Perché le denunce di usura sono rivolte soprattutto alle banche? A spiegarlo è Marcella Simeoni, rappresentante della Banca d’Italia – sede di Forlì. “Quando si stabilisce il tasso soglia che determina l’usura si fa la media dei tassi di interesse applicati alle banche, incrementandolo di una certa percentuale. Negli ultimi anni, però, alcuni tribunali hanno parlato di altri tassi soglia, creando confusione. Così, nel dubbio, in molti hanno fatto partire le denunce”. La Banca d’Italia ha però le mani legate. “Quando ci arrivano dei reclami sui tassi, non possiamo essere noi a stabilire se si tratti di usura. Quello che possiamo fare, quando ispezioniamo una banca, è segnalarla alle autorità giudiziarie se supponiamo che i tassi applicati siano sospetti”. Cosa devono fare gli istituti di credito? “Adempiere alla normativa anti riciclaggio per capire se l’attività del cliente è adeguata al suo profilo”.

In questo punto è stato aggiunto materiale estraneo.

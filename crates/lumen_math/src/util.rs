/// Values closer to zero than this are treated as exactly zero.
pub const ALIGN_EPSILON: f64 = 1e-10;

/// Snap `x` to exactly `0.0` when it lies within [`ALIGN_EPSILON`] of zero.
///
/// Every sign or parallelism decision in the geometry and shading code goes
/// through this first, so floating noise around zero reads as zero.
#[inline]
pub fn align_zero(x: f64) -> f64 {
    if x.abs() < ALIGN_EPSILON {
        0.0
    } else {
        x
    }
}

/// Returns true if `x` is within [`ALIGN_EPSILON`] of zero.
#[inline]
pub fn is_zero(x: f64) -> bool {
    x.abs() < ALIGN_EPSILON
}
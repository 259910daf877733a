//! Cucumber expression helpers used during identifier compilation.

/// Typed placeholder recognised inside `{…}` in a step identifier.
#[derive(Debug, Clone, Copy, PartialEq, Eq, Hash)]
pub enum ExpressionKind {
    /// `{int}`, `{byte}`, `{short}` or `{long}`.
    Int,
    /// `{float}`, `{double}` or `{bigdecimal}`.
    Float,
    /// `{word}`.
    Word,
    /// `{string}`.
    String,
}

impl ExpressionKind {
    /// Look up the expression kind for a placeholder name.
    ///
    /// # Examples
    /// ```
    /// use karta_patterns::ExpressionKind;
    /// assert_eq!(ExpressionKind::from_name("long"), Some(ExpressionKind::Int));
    /// assert_eq!(ExpressionKind::from_name("colour"), None);
    /// ```
    #[must_use]
    pub fn from_name(name: &str) -> Option<Self> {
        match name {
            "int" | "byte" | "short" | "long" => Some(Self::Int),
            "float" | "double" | "bigdecimal" => Some(Self::Float),
            "word" => Some(Self::Word),
            "string" => Some(Self::String),
            _ => None,
        }
    }
}

/// Translate an expression kind into a regular-expression fragment.
///
/// The fragment is unanchored; the compiler anchors it at the match cursor.
///
/// # Examples
/// ```
/// use karta_patterns::{ExpressionKind, get_expression_pattern};
/// assert_eq!(get_expression_pattern(ExpressionKind::Int), r"-?\d+");
/// assert_eq!(get_expression_pattern(ExpressionKind::Word), r"\w+");
/// ```
#[must_use]
pub fn get_expression_pattern(kind: ExpressionKind) -> &'static str {
    match kind {
        ExpressionKind::Int => r"-?\d+",
        ExpressionKind::Float => r"-?(?:\d+\.?\d*|\.\d+)",
        ExpressionKind::Word => r"\w+",
        ExpressionKind::String => r#""(?:[^"\\]|\\.)*""#,
    }
}
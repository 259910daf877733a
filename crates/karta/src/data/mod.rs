//! Data rules and their seeded generation.
//!
//! A [`DataValue`] describes either a literal or a procedure for producing a
//! randomised value. Rules are immutable; [`DataValue::generate`] draws a
//! fresh concrete [`serde_json::Value`] from a [`SeededRng`] each time it is
//! called.

mod error;
mod rng;
mod selection;

use indexmap::IndexMap;
use serde::{Deserialize, Serialize};
use serde_json::{Map, Value};

pub use error::RandomizationError;
pub use rng::SeededRng;
pub use selection::{
    check_mutex_total, check_probabilities, round_total, select_independent, select_one,
};

/// A value paired with the probability of it being drawn.
#[derive(Debug, Clone, PartialEq, Serialize, Deserialize)]
pub struct WeightedValue {
    /// Probability in `(0, 1]`.
    pub probability: f64,
    /// Rule producing the value when drawn.
    pub value: DataValue,
}

impl WeightedValue {
    /// Pair `value` with `probability`.
    #[must_use]
    pub fn new(probability: f64, value: DataValue) -> Self {
        Self { probability, value }
    }
}

/// Rule describing a literal or generated value.
#[derive(Debug, Clone, PartialEq, Serialize, Deserialize)]
#[serde(tag = "kind", rename_all = "snake_case")]
pub enum DataValue {
    /// A fixed value returned as is.
    Literal {
        /// The value.
        value: Value,
    },
    /// An array whose elements are generated in order.
    List {
        /// Element rules.
        values: Vec<DataValue>,
    },
    /// An integer drawn uniformly from `min..=max`.
    IntegerRange {
        /// Inclusive lower bound.
        min: i64,
        /// Inclusive upper bound.
        max: i64,
    },
    /// A float drawn uniformly from `min..=max`.
    FloatRange {
        /// Inclusive lower bound.
        min: f64,
        /// Inclusive upper bound.
        max: f64,
    },
    /// A string of ASCII letters.
    RandomString {
        /// Number of characters; must be positive.
        length: i64,
    },
    /// One element picked uniformly.
    OneFromList {
        /// Candidate rules.
        values: Vec<DataValue>,
    },
    /// A uniformly sized subset sampled without replacement.
    SomeFromList {
        /// Candidate rules.
        values: Vec<DataValue>,
    },
    /// Exactly one entry picked by weighted mutex draw.
    OneFromMap {
        /// Entries in declaration order; probabilities must total one.
        probability_map: Vec<WeightedValue>,
    },
    /// Every entry passing its own independent draw.
    SomeFromMap {
        /// Entries in declaration order.
        probability_map: Vec<WeightedValue>,
    },
    /// An object whose named fields are generated in declaration order.
    GeneratedObject {
        /// Field rules.
        fields: IndexMap<String, DataValue>,
    },
}

impl DataValue {
    /// Wrap a literal value.
    #[must_use]
    pub fn literal(value: impl Into<Value>) -> Self {
        Self::Literal {
            value: value.into(),
        }
    }

    /// Report whether the rule is a literal whose output never varies.
    #[must_use]
    pub fn is_literal(&self) -> bool {
        matches!(self, Self::Literal { .. })
    }

    /// Produce a concrete value.
    ///
    /// # Errors
    /// Returns [`RandomizationError`] for reversed ranges, non-positive string
    /// lengths, empty selections and invalid probability tables.
    ///
    /// # Examples
    ///
    /// ```
    /// use karta::data::{DataValue, SeededRng};
    ///
    /// let rule = DataValue::IntegerRange { min: 1, max: 6 };
    /// let rng = SeededRng::with_seed(3);
    /// let roll = rule.generate(&rng).unwrap().as_i64().unwrap();
    /// assert!((1..=6).contains(&roll));
    /// ```
    pub fn generate(&self, rng: &SeededRng) -> Result<Value, RandomizationError> {
        match self {
            Self::Literal { value } => Ok(value.clone()),
            Self::List { values } => generate_all(values.iter(), rng),
            Self::IntegerRange { min, max } => {
                if min > max {
                    return Err(RandomizationError::InvalidRange {
                        min: min.to_string(),
                        max: max.to_string(),
                    });
                }
                Ok(Value::from(rng.int_inclusive(*min, *max)))
            }
            Self::FloatRange { min, max } => {
                let spans = min.is_finite() && max.is_finite() && (max - min).is_finite();
                if min > max || !spans {
                    return Err(RandomizationError::InvalidRange {
                        min: min.to_string(),
                        max: max.to_string(),
                    });
                }
                Ok(Value::from(rng.float_inclusive(*min, *max)))
            }
            Self::RandomString { length } => match usize::try_from(*length) {
                Ok(len) if len > 0 => Ok(Value::String(rng.letters(len))),
                _ => Err(RandomizationError::InvalidLength(*length)),
            },
            Self::OneFromList { values } => {
                if values.is_empty() {
                    return Err(RandomizationError::EmptySelection("list"));
                }
                let picked = values
                    .get(rng.index(values.len()))
                    .ok_or(RandomizationError::EmptySelection("list"))?;
                picked.generate(rng)
            }
            Self::SomeFromList { values } => {
                if values.is_empty() {
                    return Err(RandomizationError::EmptySelection("list"));
                }
                let amount = rng.index(values.len()) + 1;
                let picked = rng
                    .sample_indices(values.len(), amount)
                    .into_iter()
                    .filter_map(|idx| values.get(idx));
                generate_all(picked, rng)
            }
            Self::OneFromMap { probability_map } => {
                select_one(probability_map, |entry| entry.probability, rng)?
                    .value
                    .generate(rng)
            }
            Self::SomeFromMap { probability_map } => {
                if probability_map.is_empty() {
                    return Err(RandomizationError::EmptySelection("probability map"));
                }
                let picked = select_independent(probability_map, |entry| entry.probability, rng)?;
                generate_all(picked.into_iter().map(|entry| &entry.value), rng)
            }
            Self::GeneratedObject { fields } => {
                let mut object = Map::with_capacity(fields.len());
                for (name, rule) in fields {
                    object.insert(name.clone(), rule.generate(rng)?);
                }
                Ok(Value::Object(object))
            }
        }
    }
}

fn generate_all<'a, I>(rules: I, rng: &SeededRng) -> Result<Value, RandomizationError>
where
    I: Iterator<Item = &'a DataValue>,
{
    rules
        .map(|rule| rule.generate(rng))
        .collect::<Result<Vec<_>, _>>()
        .map(Value::Array)
}

impl From<Value> for DataValue {
    fn from(value: Value) -> Self {
        Self::Literal { value }
    }
}

#[cfg(test)]
mod tests;
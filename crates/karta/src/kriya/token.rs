//! Tokens produced by the Kriya lexer.

use std::fmt;

use karta_patterns::Conjunction;

use crate::model::IterationPolicy;

/// Generator directive introducing a randomised data rule.
#[derive(Debug, Clone, Copy, PartialEq, Eq)]
pub enum Directive {
    /// `$int_range(min, max)`.
    IntRange,
    /// `$float_range(min, max)`.
    FloatRange,
    /// `$random_string(length)`.
    RandomString,
    /// `$one_from_list[...]`.
    OneFromList,
    /// `$some_from_list[...]`.
    SomeFromList,
    /// `$one_from_map{%p: value, ...}`.
    OneFromMap,
    /// `$some_from_map{%p: value, ...}`.
    SomeFromMap,
}

impl Directive {
    /// Look up a directive by its name without the `$` sigil.
    #[must_use]
    pub fn from_name(name: &str) -> Option<Self> {
        match name {
            "int_range" => Some(Self::IntRange),
            "float_range" => Some(Self::FloatRange),
            "random_string" => Some(Self::RandomString),
            "one_from_list" => Some(Self::OneFromList),
            "some_from_list" => Some(Self::SomeFromList),
            "one_from_map" => Some(Self::OneFromMap),
            "some_from_map" => Some(Self::SomeFromMap),
            _ => None,
        }
    }

    /// Directive as written in source, including the sigil.
    #[must_use]
    pub const fn as_str(&self) -> &'static str {
        match self {
            Self::IntRange => "$int_range",
            Self::FloatRange => "$float_range",
            Self::RandomString => "$random_string",
            Self::OneFromList => "$one_from_list",
            Self::SomeFromList => "$some_from_list",
            Self::OneFromMap => "$one_from_map",
            Self::SomeFromMap => "$some_from_map",
        }
    }
}

/// Kind and value of a token.
#[derive(Debug, Clone, PartialEq)]
pub enum TokenKind {
    /// `Feature:` with the feature name.
    Feature(String),
    /// `Background:`.
    Background,
    /// `Scenario:` or `Example:` with the scenario name.
    Scenario(String),
    /// `Scenario Outline:` with the template name.
    ScenarioOutline(String),
    /// `Examples:`.
    Examples,
    /// `Iterations:` with the iteration count.
    Iterations(u32),
    /// `IterationPolicy:` with the parsed policy.
    IterationPolicy(IterationPolicy),
    /// `Probability:` with the probability as a fraction.
    Probability(f64),
    /// A tag without its leading `@`.
    Tag(String),
    /// A plain step line.
    Step(Conjunction, String),
    /// A condition line.
    Condition(Conjunction, String),
    /// A loop line.
    Loop(Conjunction, String),
    /// Doc string content.
    DocString(String),
    /// Table rows of unescaped cells.
    Table(Vec<Vec<String>>),
    /// `Steps:` block marker.
    Steps,
    /// A free-text line.
    Text(String),
    /// `{`
    LBrace,
    /// `}`
    RBrace,
    /// `[`
    LBracket,
    /// `]`
    RBracket,
    /// `(`
    LParen,
    /// `)`
    RParen,
    /// `,`
    Comma,
    /// `:`
    Colon,
    /// Unescaped string literal.
    String(String),
    /// Integer literal.
    Integer(i64),
    /// Floating-point literal.
    Float(f64),
    /// `true` or `false`.
    Boolean(bool),
    /// `null`.
    Null,
    /// Bare identifier used as an object key.
    Identifier(String),
    /// Generator directive.
    Directive(Directive),
    /// Percent literal as a fraction, `%12.5` is `0.125`.
    Percent(f64),
}

/// A token and the one-based line it starts on.
#[derive(Debug, Clone, PartialEq)]
pub struct Token {
    /// Token kind and value.
    pub kind: TokenKind,
    /// One-based source line.
    pub line: usize,
}

impl Token {
    pub(crate) fn new(kind: TokenKind, line: usize) -> Self {
        Self { kind, line }
    }
}

impl fmt::Display for TokenKind {
    fn fmt(&self, f: &mut fmt::Formatter<'_>) -> fmt::Result {
        match self {
            Self::Feature(_) => f.write_str("'Feature:'"),
            Self::Background => f.write_str("'Background:'"),
            Self::Scenario(_) => f.write_str("'Scenario:'"),
            Self::ScenarioOutline(_) => f.write_str("'Scenario Outline:'"),
            Self::Examples => f.write_str("'Examples:'"),
            Self::Iterations(_) => f.write_str("'Iterations:'"),
            Self::IterationPolicy(_) => f.write_str("'IterationPolicy:'"),
            Self::Probability(_) => f.write_str("'Probability:'"),
            Self::Tag(tag) => write!(f, "tag '@{tag}'"),
            Self::Step(c, text) | Self::Condition(c, text) | Self::Loop(c, text) => {
                write!(f, "step '{c} {text}'")
            }
            Self::DocString(_) => f.write_str("doc string"),
            Self::Table(_) => f.write_str("table"),
            Self::Steps => f.write_str("'Steps:'"),
            Self::Text(text) => write!(f, "text '{text}'"),
            Self::LBrace => f.write_str("'{'"),
            Self::RBrace => f.write_str("'}'"),
            Self::LBracket => f.write_str("'['"),
            Self::RBracket => f.write_str("']'"),
            Self::LParen => f.write_str("'('"),
            Self::RParen => f.write_str("')'"),
            Self::Comma => f.write_str("','"),
            Self::Colon => f.write_str("':'"),
            Self::String(value) => write!(f, "string {value:?}"),
            Self::Integer(value) => write!(f, "number {value}"),
            Self::Float(value) => write!(f, "number {value}"),
            Self::Boolean(value) => write!(f, "{value}"),
            Self::Null => f.write_str("null"),
            Self::Identifier(name) => write!(f, "identifier '{name}'"),
            Self::Directive(directive) => write!(f, "'{}'", directive.as_str()),
            Self::Percent(value) => write!(f, "percent {value}"),
        }
    }
}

“I problemi vanno guardati in faccia e non nascosti. – afferma Fabrizio Moretti, presidente della Camera di Commercio di Rimini – Dobbiamo confrontarci fra tutti gli attori del territorio e affrontare questo problema a partire dalle scuole. Noi lo facciamo attraverso il progetto «Città dei mestieri» dove gli imprenditori si raccontano agli studenti. Per superare l’illegalità bisogna parlarne”. La vera morsa per le imprese, anche a Rimini, è rappresentata dal ritardo nei pagamenti che le lascia senza liquidità. “In Italia l’obbligo di pagamento entro i 90 giorni è ormai una chimera. – ammette Moretti – È più facile che si superino i 300. (Nei paesi che io chiamo civili si paga a 15-30 giorni). Questa brutta abitudine droga l’economia, genera impoverimento, comporta la distruzione delle micro, piccole e medie imprese per l’incapacità della gestione finanziaria e permette l’infiltrazione in esse di associazioni malavitose. Servono una regolamentazione unica europea e il supporto dei sistemi bancari”. Il rovescio della medaglia è che “spesso l’erogazione del credito viene fatta a chi non ne avrebbe bisogno per mancanza di progetti sostenibili o di un’idea di futuro. Il denaro va dato a chi ha un’idea di business innovativa e sostenibile”.
La tasse devono essere più basse. Per Gianni Indino, presidente Confcommercio Rimini, questa è la soluzione numero uno per il contrasto all’usura. “Lo Stato sembra non sentirci. Appena si prova a tagliare una tassa, si pensa a come coprirla con un’altra. A tutti i commercianti dico: non ricorrete all’usura, perché avrete perso in partenza, e denunciate!”. Ora grazie alla Prefettura è sempre più facile farlo, “c’è chi vi aspetta a braccia aperte”.